Rund zwei Dutzend Gebäude gingen in Flammen auf - auch der Hof der Familie Wiedemann. Werner und seine Familie versteckten sich im Keller. Nach dem Gefecht versuchten sie, Tiere und Habseligkeiten zu retten. Das Pferd einer Flüchtlingsfamilie, die sie bei sich aufgenommen hatten, starb, weil es auf ein stromführendes Kabel trat.
Eines Morgens war die Kirche verschwunden
In dieser Zeit ging Christa in Glösa, heute ein Stadtteil von Chemnitz, zur Schule - bis der Krieg auch dorthin kam. "Unser Schulweg dauerte 45 Minuten. Wenn Fliegeralarm war, mussten wir uns entweder im Schulhaus im Keller verstecken oder uns auf den Heimweg machen. Wenn dann Tiefflieger kamen, warfen wir uns einfach in den Graben", erinnert sich die heute 92-Jährige. Eines morgens war die Kirche neben der Schule plötzlich verschwunden - ein Trümmerhaufen. "Überall war Blut im weißen Schnee. Die Schreie der Kinder höre ich heute noch."
Mit dem Einmarsch der Roten Armee wurde die Angst noch größer. "Nachts schrien Frauen und Mädchen um Hilfe, aber niemand traute sich, rauszugehen. Wir hatten das Glück, dass uns jemand half, uns auf einem Heuboden zu verstecken." Auch Plünderungen waren an der Tagesordnung. "Mein Fahrrad haben wir im Garten vergraben - sie haben es zum Glück nicht gefunden." Gleichzeitig erinnert sie an die geschichtliche Wahrheit: "Der Krieg ging von deutschem Boden aus. Das darf man nie vergessen."
Neubeginn in Ottendorf: "Die Vertriebenen taten mir leid"
1947 kam Christa als 15-Jährige nach Ottendorf, um als Landwirtschaftsgehilfin zu arbeiten. Dort lernte sie dann auch Werner kennen. In Erinnerung geblieben sind ihr aus der damaligen Zeit auch die vielen Vertriebenen, die nach dem Krieg im Ort ankamen. "Natürlich fragte man sich, wo all diese Menschen unterkommen sollten. Aber mir taten sie leid. Sie kamen mit Handwagen, einem kleinen Säckchen und ihren Kindern auf der Autobahn angelaufen".

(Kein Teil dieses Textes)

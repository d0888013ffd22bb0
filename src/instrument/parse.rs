use log::{debug, warn};

use super::{
    ArpeggioTable, EnvelopeParams, InstrumentData, InstrumentKind, PcmSample, SequencerStep,
    StepEffect, VibratoParams, WavetableSource, ARPEGGIO_STEPS, SEQUENCER_STEPS,
};
use crate::{dsp::waves, error::ParseError, MAX_PCM_LENGTH, MAX_VOLUME};

/// Size of a wavetable synth blob.
pub const SYNTH_BLOB_LEN: usize = 76;
/// Size of the header that precedes PCM sample data.
pub const PCM_HEADER_LEN: usize = 16;

// Wavetable synth layout.
pub(super) const SYNTH_INITIAL_WAVE: usize = 1;
pub(super) const SYNTH_SPEED: usize = 2;
pub(super) const SYNTH_STEPS: usize = 3;
pub(super) const SYNTH_ATTACK_LENGTH: usize = 51;
pub(super) const SYNTH_ATTACK_LEVEL: usize = 52;
pub(super) const SYNTH_DECAY_LENGTH: usize = 53;
pub(super) const SYNTH_DECAY_LEVEL: usize = 54;
pub(super) const SYNTH_SUSTAIN_LEVEL: usize = 55;
pub(super) const SYNTH_RELEASE_LENGTH: usize = 56;
pub(super) const SYNTH_VIBRATO_DELAY: usize = 57;
pub(super) const SYNTH_VIBRATO_SPEED: usize = 58;
pub(super) const SYNTH_VIBRATO_DEPTH: usize = 59;
pub(super) const SYNTH_ARPEGGIO: usize = 60;

// PCM layout.
pub(super) const PCM_VOLUME: usize = 1;
pub(super) const PCM_FINETUNE: usize = 2;
pub(super) const PCM_TRANSPOSE: usize = 3;
pub(super) const PCM_LENGTH: usize = 4;
pub(super) const PCM_LOOP_START: usize = 8;
pub(super) const PCM_LOOP_LENGTH: usize = 12;

/// What to do when a PCM blob holds fewer sample bytes than its header
/// declares.
#[derive(Debug, Clone, Copy, Default, PartialEq, Eq)]
pub enum SampleDataPolicy {
    /// Reject the blob with [`ParseError::TooShortForSampleData`].
    #[default]
    Strict,
    /// Keep the declared length and pad the missing tail with silence.
    ZeroFill,
}

impl InstrumentData {
    /// Decodes an instrument blob, rejecting truncated sample data.
    pub fn parse(blob: &[u8]) -> Result<Self, ParseError> {
        Self::parse_with(blob, SampleDataPolicy::Strict)
    }

    pub fn parse_with(blob: &[u8], policy: SampleDataPolicy) -> Result<Self, ParseError> {
        let &kind_byte = blob.first().ok_or(ParseError::Empty)?;
        let kind = InstrumentKind::from_byte(kind_byte).ok_or(ParseError::UnknownKind(kind_byte))?;

        if blob.len() < kind.header_len() {
            return Err(ParseError::TooShortForHeader {
                kind,
                expected: kind.header_len(),
                actual: blob.len(),
            });
        }

        let instrument = match kind {
            InstrumentKind::WavetableSynth => parse_wavetable(blob),
            InstrumentKind::PcmSample => parse_pcm(blob, policy)?,
        };
        debug!("parsed {kind:?} instrument from {} byte blob", blob.len());
        Ok(instrument)
    }
}

fn parse_wavetable(blob: &[u8]) -> InstrumentData {
    let initial_wave = wave_index(blob[SYNTH_INITIAL_WAVE], "initial wave");
    let speed = blob[SYNTH_SPEED].max(1);

    let mut steps = [SequencerStep::default(); SEQUENCER_STEPS];
    for (step, raw) in steps
        .iter_mut()
        .zip(blob[SYNTH_STEPS..SYNTH_STEPS + SEQUENCER_STEPS * 3].chunks_exact(3))
    {
        *step = SequencerStep {
            wave: wave_index(raw[0], "sequencer step"),
            transpose: raw[1] as i8,
            effect: StepEffect::from_byte(raw[2]),
        };
    }

    let envelope = EnvelopeParams {
        attack_length: blob[SYNTH_ATTACK_LENGTH],
        attack_level: level(blob[SYNTH_ATTACK_LEVEL], "attack level"),
        decay_length: blob[SYNTH_DECAY_LENGTH],
        decay_level: level(blob[SYNTH_DECAY_LEVEL], "decay level"),
        sustain_level: level(blob[SYNTH_SUSTAIN_LEVEL], "sustain level"),
        sustain_ticks: 0,
        release_length: blob[SYNTH_RELEASE_LENGTH],
    };

    let vibrato = VibratoParams {
        delay: blob[SYNTH_VIBRATO_DELAY],
        speed: blob[SYNTH_VIBRATO_SPEED],
        depth: blob[SYNTH_VIBRATO_DEPTH],
    };

    let mut offsets = [0i8; ARPEGGIO_STEPS];
    for (offset, &raw) in offsets
        .iter_mut()
        .zip(&blob[SYNTH_ARPEGGIO..SYNTH_ARPEGGIO + ARPEGGIO_STEPS])
    {
        *offset = raw as i8;
    }

    InstrumentData::wavetable(WavetableSource::new(initial_wave).with_sequence(speed, &steps))
        .with_envelope(envelope)
        .with_vibrato(vibrato)
        .with_arpeggio(ArpeggioTable::new(&offsets))
}

fn parse_pcm(blob: &[u8], policy: SampleDataPolicy) -> Result<InstrumentData, ParseError> {
    let declared = read_u32_le(blob, PCM_LENGTH) as usize;
    if declared > MAX_PCM_LENGTH {
        return Err(ParseError::SampleTooLarge {
            declared,
            limit: MAX_PCM_LENGTH,
        });
    }

    let payload = &blob[PCM_HEADER_LEN..];
    if payload.len() < declared && policy == SampleDataPolicy::Strict {
        return Err(ParseError::TooShortForSampleData {
            declared,
            available: payload.len(),
        });
    }

    let mut data = Vec::new();
    data.try_reserve_exact(declared)
        .map_err(|_| ParseError::AllocationFailed {
            requested: declared,
        })?;

    let available = payload.len().min(declared);
    data.extend(payload[..available].iter().map(|&byte| byte as i8));
    if available < declared {
        warn!(
            "sample declares {declared} bytes, {available} present; padding with silence"
        );
        data.resize(declared, 0);
    }
    if payload.len() > declared {
        debug!("ignoring {} bytes past the sample data", payload.len() - declared);
    }

    let sample = PcmSample::new(data)
        .with_volume(level(blob[PCM_VOLUME], "sample volume"))
        .with_finetune(blob[PCM_FINETUNE] as i8)
        .with_transpose(blob[PCM_TRANSPOSE] as i8)
        .with_loop(
            read_u32_le(blob, PCM_LOOP_START),
            read_u32_le(blob, PCM_LOOP_LENGTH),
        );

    Ok(InstrumentData::pcm(sample))
}

fn read_u32_le(blob: &[u8], offset: usize) -> u32 {
    u32::from_le_bytes([
        blob[offset],
        blob[offset + 1],
        blob[offset + 2],
        blob[offset + 3],
    ])
}

fn wave_index(raw: u8, field: &str) -> u8 {
    if waves::is_valid_wave(raw) {
        raw
    } else {
        warn!("{field}: wave {raw} out of range, using wave 0");
        0
    }
}

fn level(raw: u8, field: &str) -> u8 {
    if raw > MAX_VOLUME {
        warn!("{field}: {raw} clamped to {MAX_VOLUME}");
        MAX_VOLUME
    } else {
        raw
    }
}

Ein Appell aus Erfahrung: Erinnern heißt Verantwortung
Christa Wiedemann ist überzeugt: Auch Soldaten aus Ottendorf, die gefallen sind, verdienen ein ehrliches Gedenken. "Sie wollten doch auch Frieden. Sie hofften auf Heimkehr zu Frau und Kindern, Eltern - leider vergebens." Umso mehr bedauert Christina Wiedemann, dass die kleine Gedenktafel, die in die Mauer vor der Grundschule eingelassen wurde, nicht sonderlich ehrend wirkt. "Unsere traurige Platte", nennt sie sie. "Früher hat eine Frau aus dem Dorf sich darum gekümmert. Aber jetzt verwildert das Denkmal jedes Jahr mehr. Es wäre schön, wenn diese wieder einmal auf Vordermann gebracht wird."
Blick mit Sorge auf die Ukraine
Heute blickt die 92-Jährige mit Sorge auf die Lage in der Ukraine. "Dass Russland wieder einen Krieg führt, ist unerträglich. Die Angst, dass auch Deutschland hineingezogen wird, ist riesengroß." Ihre Botschaft an die Nachwelt ist klar: "Gerade jetzt dürfen wir die Vergangenheit nicht aus den Augen verlieren. Es gibt nicht mehr viele, die den Krieg erlebt haben. Deshalb ist es wichtig, dass man darüber spricht - und dass man auch die Kriegsereignisse in kleinen Orten wie Ottendorf nicht vergisst."